Phragmites australis is a tall grass that seems able to survive almost anywhere there is fresh water available.  To some people, it is quite attractive with its purple plumes atop tall waving green stems at the end of summer. 

That is where its positive attributes end. 

The native Phragmites was displaced years ago by this aggressive import.

Phragmites, or Phrag as it is often called, is an invasive plant that can spread prolifically and prevent more desirable and diverse indigenous plants from growing in balance.  It moves into areas that have been disturbed such as building sites, or along roads or creeks where there has been back-filling.

It is often confused with Cattails or Bulrushes but its growth habits do not fit into a naturally balanced ecosystem.  It spreads by rhizomes that look like PVC piping when dug up.  The current year’s growth dies at the end of the season but the old stems remain standing.  The following year the new growth has to grow that much taller to reach the sunlight and the stand becomes denser.  Other plants cannot compete.

Wildlife does not thrive in areas of a single type of vegetation.  The only birds that nest in Phragmites are Red Winged Blackbirds and there is no food value in the summer plumes.

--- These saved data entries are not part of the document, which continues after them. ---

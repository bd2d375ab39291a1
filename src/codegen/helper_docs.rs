//! XML documentation comments for the generated helper classes.
//!
//! Each comment combines boilerplate describing the schema element with the
//! `<Summary>` and `<Remarks>` markup written in the schema file.

use super::code_writer::CodeWriter;
use crate::schema::{
    DefaultValue, EnumType, EnumValue, ItemType, ItemTypeProperty, Literal, Parameter,
    ParameterOwner, Right, Schema, TypedReference, ValueType, View, ViewColumn,
};
use crate::util::trimmed_lines;

/// A `<summary>` block and an optional `<remarks>` block
#[derive(Debug, Clone, Default, PartialEq, Eq)]
pub struct DocComment {
    summary: Vec<String>,
    remarks: Option<Vec<String>>,
}

impl DocComment {
    pub fn new(summary: impl Into<String>) -> Self {
        Self {
            summary: vec![summary.into()],
            remarks: None,
        }
    }

    /// Append schema file markup to the summary
    pub fn summary_text(mut self, text: Option<&str>) -> Self {
        if let Some(text) = text {
            self.summary
                .extend(trimmed_lines(text).into_iter().map(str::to_string));
        }
        self
    }

    pub fn remark(mut self, line: impl Into<String>) -> Self {
        self.remarks.get_or_insert_with(Vec::new).push(line.into());
        self
    }

    /// Append schema file markup to the remarks, ending in `<p/>`
    pub fn remarks_text(mut self, text: Option<&str>) -> Self {
        let lines = text.map(trimmed_lines).unwrap_or_default();
        if let Some((last, rest)) = lines.split_last() {
            let remarks = self.remarks.get_or_insert_with(Vec::new);
            remarks.extend(rest.iter().map(|line| line.to_string()));
            remarks.push(format!("{}<p/>", last));
        }
        self
    }

    /// Sorted `<ul>` of `<Fld>` entries
    fn field_list(mut self, mut names: Vec<&str>) -> Self {
        names.sort_unstable();
        self = self.remark("<ul>");
        for name in names {
            self = self.remark(format!("<li><Fld>{}</Fld></li>", name));
        }
        self.remark("</ul>")
    }

    pub fn render(&self, w: &mut CodeWriter) {
        w.line("/// <summary>");
        for line in &self.summary {
            doc_line(w, line);
        }
        w.line("/// </summary>");

        if let Some(remarks) = &self.remarks {
            w.line("/// <remarks>");
            for line in remarks {
                doc_line(w, line);
            }
            w.line("/// </remarks>");
        }
    }
}

fn doc_line(w: &mut CodeWriter, line: &str) {
    if line.is_empty() {
        w.line("///");
    } else {
        w.line(&format!("/// {}", line));
    }
}

/// Builds the doc comment of every generated declaration.
///
/// Enum tags depend on where the enum class is generated: base enums live in
/// `base_enum_namespace`, all others in `type_namespace`.
#[derive(Debug, Clone, Copy)]
pub struct DocContext<'a> {
    schema: &'a Schema,
    base_enum_namespace: &'a str,
    type_namespace: &'a str,
}

impl<'a> DocContext<'a> {
    pub fn new(schema: &'a Schema, base_enum_namespace: &'a str, type_namespace: &'a str) -> Self {
        Self {
            schema,
            base_enum_namespace,
            type_namespace,
        }
    }

    /// `/Namespace.Enum`
    pub fn enum_tag(&self, en: &EnumType) -> String {
        if en.in_base_schema {
            format!("/{}.{}", self.base_enum_namespace, en.name)
        } else {
            format!("/{}.{}", self.type_namespace, en.name)
        }
    }

    fn type_description(
        &self,
        member: &impl TypedReference,
        max_length: Option<i32>,
    ) -> anyhow::Result<String> {
        let target = match member.value_type() {
            ValueType::Enumeration => Some(self.enum_tag(self.schema.referenced_enum(member)?)),
            ValueType::ItemIdentifier => Some(self.schema.referenced_item_type(member)?.name.clone()),
            _ => None,
        };
        Ok(member.value_type().doc_description(max_length, target.as_deref()))
    }

    fn default_text(
        &self,
        property: &ItemTypeProperty,
        default: &DefaultValue,
    ) -> anyhow::Result<String> {
        let value_tag = match default {
            DefaultValue::Literal(Literal::Enumeration(value)) => {
                let en = self.schema.referenced_enum(property)?;
                en.value_name(*value)
                    .map(|name| format!("{}.{}", self.enum_tag(en), name))
            }
            _ => None,
        };
        Ok(default.doc_text(value_tag.as_deref()))
    }

    pub fn item_type(&self, item_type: &ItemType) -> DocComment {
        DocComment::new(format!("Describes the {} item type.", item_type.name))
            .summary_text(item_type.documentation.summary.as_deref())
            .remarks_text(item_type.documentation.remarks.as_deref())
            .remark("Properties of this item type:")
            .field_list(
                std::iter::once("Id")
                    .chain(item_type.properties.iter().map(|p| p.name.as_str()))
                    .collect(),
            )
    }

    pub fn item_type_name(&self, item_type: &ItemType) -> DocComment {
        DocComment::new(format!("Name of the {} item type.", item_type.name))
    }

    pub fn id(&self, item_type: &ItemType) -> DocComment {
        DocComment::new(property_summary("Id", &item_type.name))
            .remark("Identifies an item of this type. The store assigns it when the item is added.<p/>")
            .remark(format!(
                "Type: {}<p/>",
                ValueType::ItemIdentifier.doc_description(None, Some(&item_type.name))
            ))
            .remark("Cannot be null.<p/>")
    }

    pub fn property(&self, property: &ItemTypeProperty) -> anyhow::Result<DocComment> {
        let description = self.type_description(property, property.max_length())?;
        let mut doc = DocComment::new(property_summary(&property.name, &property.item_type_name))
            .summary_text(property.documentation.summary.as_deref())
            .remarks_text(property.documentation.remarks.as_deref())
            .remark(format!("Type: {}<p/>", description))
            .remark(if property.nullable {
                "Can be null.<p/>"
            } else {
                "Cannot be null.<p/>"
            });

        doc = match &property.default {
            Some(default) => doc.remark(format!(
                "Default value: {}<p/>",
                self.default_text(property, default)?
            )),
            None => doc.remark("No default value.<p/>"),
        };

        if property.value_type == ValueType::ItemIdentifier && property.cascade_delete {
            doc = doc.remark(
                "The item is deleted automatically when the item it refers to is deleted.<p/>",
            );
        }
        Ok(doc)
    }

    pub fn max_length(&self, property: &ItemTypeProperty) -> DocComment {
        let unit = if property.value_type == ValueType::ByteArray {
            "bytes"
        } else {
            "characters"
        };
        DocComment::new(format!(
            "Maximum length of the {} property, in {}.",
            property.name, unit
        ))
    }

    pub fn view(&self, view: &View) -> DocComment {
        let doc = DocComment::new(format!("Describes the {} view.", view.name))
            .summary_text(view.documentation.summary.as_deref())
            .remarks_text(view.documentation.remarks.as_deref())
            .remark("Columns returned by this view:")
            .field_list(view.columns.iter().map(|c| c.name.as_str()).collect())
            .remark("Parameters of this view:");
        parameter_list(doc, &view.parameters)
    }

    pub fn view_name(&self, view: &View) -> DocComment {
        DocComment::new(format!("Name of the {} view.", view.name))
    }

    pub fn column(&self, column: &ViewColumn) -> anyhow::Result<DocComment> {
        Ok(DocComment::new(format!(
            "Name of the {} column of the {} view.",
            column.name, column.view_name
        ))
        .summary_text(column.documentation.summary.as_deref())
        .remarks_text(column.documentation.remarks.as_deref())
        .remark(format!("Type: {}", self.type_description(column, None)?)))
    }

    pub fn parameter(&self, parameter: &Parameter) -> anyhow::Result<DocComment> {
        let summary = match &parameter.owner {
            ParameterOwner::View(view) => {
                format!("Name of the {} parameter of the {} view.", parameter.name, view)
            }
            ParameterOwner::Right(right) => {
                format!("Name of the {} parameter of the {} right.", parameter.name, right)
            }
        };
        Ok(DocComment::new(summary)
            .summary_text(parameter.documentation.summary.as_deref())
            .remarks_text(parameter.documentation.remarks.as_deref())
            .remark(format!("Type: {}", self.type_description(parameter, None)?)))
    }

    pub fn right(&self, right: &Right) -> DocComment {
        let doc = DocComment::new(format!("Describes the {} right.", right.name))
            .summary_text(right.documentation.summary.as_deref())
            .remarks_text(right.documentation.remarks.as_deref())
            .remark("Parameters of this right:");
        parameter_list(doc, &right.parameters)
    }

    pub fn right_name(&self, right: &Right) -> DocComment {
        DocComment::new(format!("Name of the {} right.", right.name))
    }

    pub fn enum_type(&self, en: &EnumType) -> DocComment {
        let summary = en.documentation.summary.as_deref().map(str::trim);
        let doc = match summary {
            Some(summary) if !summary.is_empty() => DocComment::default().summary_text(Some(summary)),
            _ => DocComment::new(en.name.clone()),
        };
        match en.documentation.remarks.as_deref() {
            Some(remarks) => DocComment {
                remarks: Some(trimmed_lines(remarks).into_iter().map(str::to_string).collect()),
                ..doc
            },
            None => doc,
        }
    }

    pub fn enum_value(&self, value: &EnumValue) -> DocComment {
        DocComment::new(format!("{} ({})", value.name, value.value))
            .summary_text(value.documentation.as_deref())
    }

    /// Doc of `<ItemType>Identifier`; `item_type_namespace` holds the item
    /// type class
    pub fn identifier(&self, item_type: &ItemType, item_type_namespace: &str) -> DocComment {
        DocComment::new(format!(
            "Identifier of an item of type <Typ>/{}.{}</Typ>.",
            item_type_namespace, item_type.name
        ))
    }

    pub fn identifier_from_key(&self, item_type: &ItemType) -> DocComment {
        DocComment::new(format!(
            "Create a {}Identifier from the key of a {} item.",
            item_type.name, item_type.name
        ))
    }

    pub fn identifier_from_identifier(&self, item_type: &ItemType) -> DocComment {
        DocComment::new(format!(
            "Create a {}Identifier from a generic identifier.",
            item_type.name
        ))
        .remark(format!(
            "<paramref name=\"id\"/> must refer to a {} item.",
            item_type.name
        ))
    }

    pub fn base_schema_internal(&self) -> DocComment {
        DocComment::new("Maximum lengths of base schema properties.")
    }

    pub fn base_schema_internal_item_type(&self, item_type: &ItemType) -> DocComment {
        DocComment::new(format!(
            "Maximum lengths of the properties of the {} item type.",
            item_type.name
        ))
    }
}

fn property_summary(property: &str, item_type: &str) -> String {
    format!("Name of the {} property on the {} item type.", property, item_type)
}

fn parameter_list(doc: DocComment, parameters: &[Parameter]) -> DocComment {
    if parameters.is_empty() {
        doc.remark("None")
    } else {
        doc.field_list(parameters.iter().map(|p| p.name.as_str()).collect())
    }
}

Removal of Phrag to promote diversity and prevent spreading is difficult, particularly near water sources. Where it can be done, raising the saline water table is the most effective method, but that is not possible in Farm Creek. Multi-year annual mowing and treatment with Glyphosate is another DEP approved method, although Glyphosate is not an approved substance in all countries. In selected areas, where landowner permission can be obtained,   ‘Friends of Farm Creek’ has opted to facilitate permissions for the landowner to cut the Phrag, or in some cases to fund and manage the cutting on a monthly schedule. This will eventually discourage the vigor of the re-growth.  In the newly cleared areas, we have planted shrubs that would be found along a salt marsh.  When these take hold and spread, the areas will re-establish some balance and thus provide nesting areas and food for birds.

The good news is that that after comparing photos over the last seven years, no discernable spreading of Phrag has occurred to the undisturbed Farm Creek peninsular.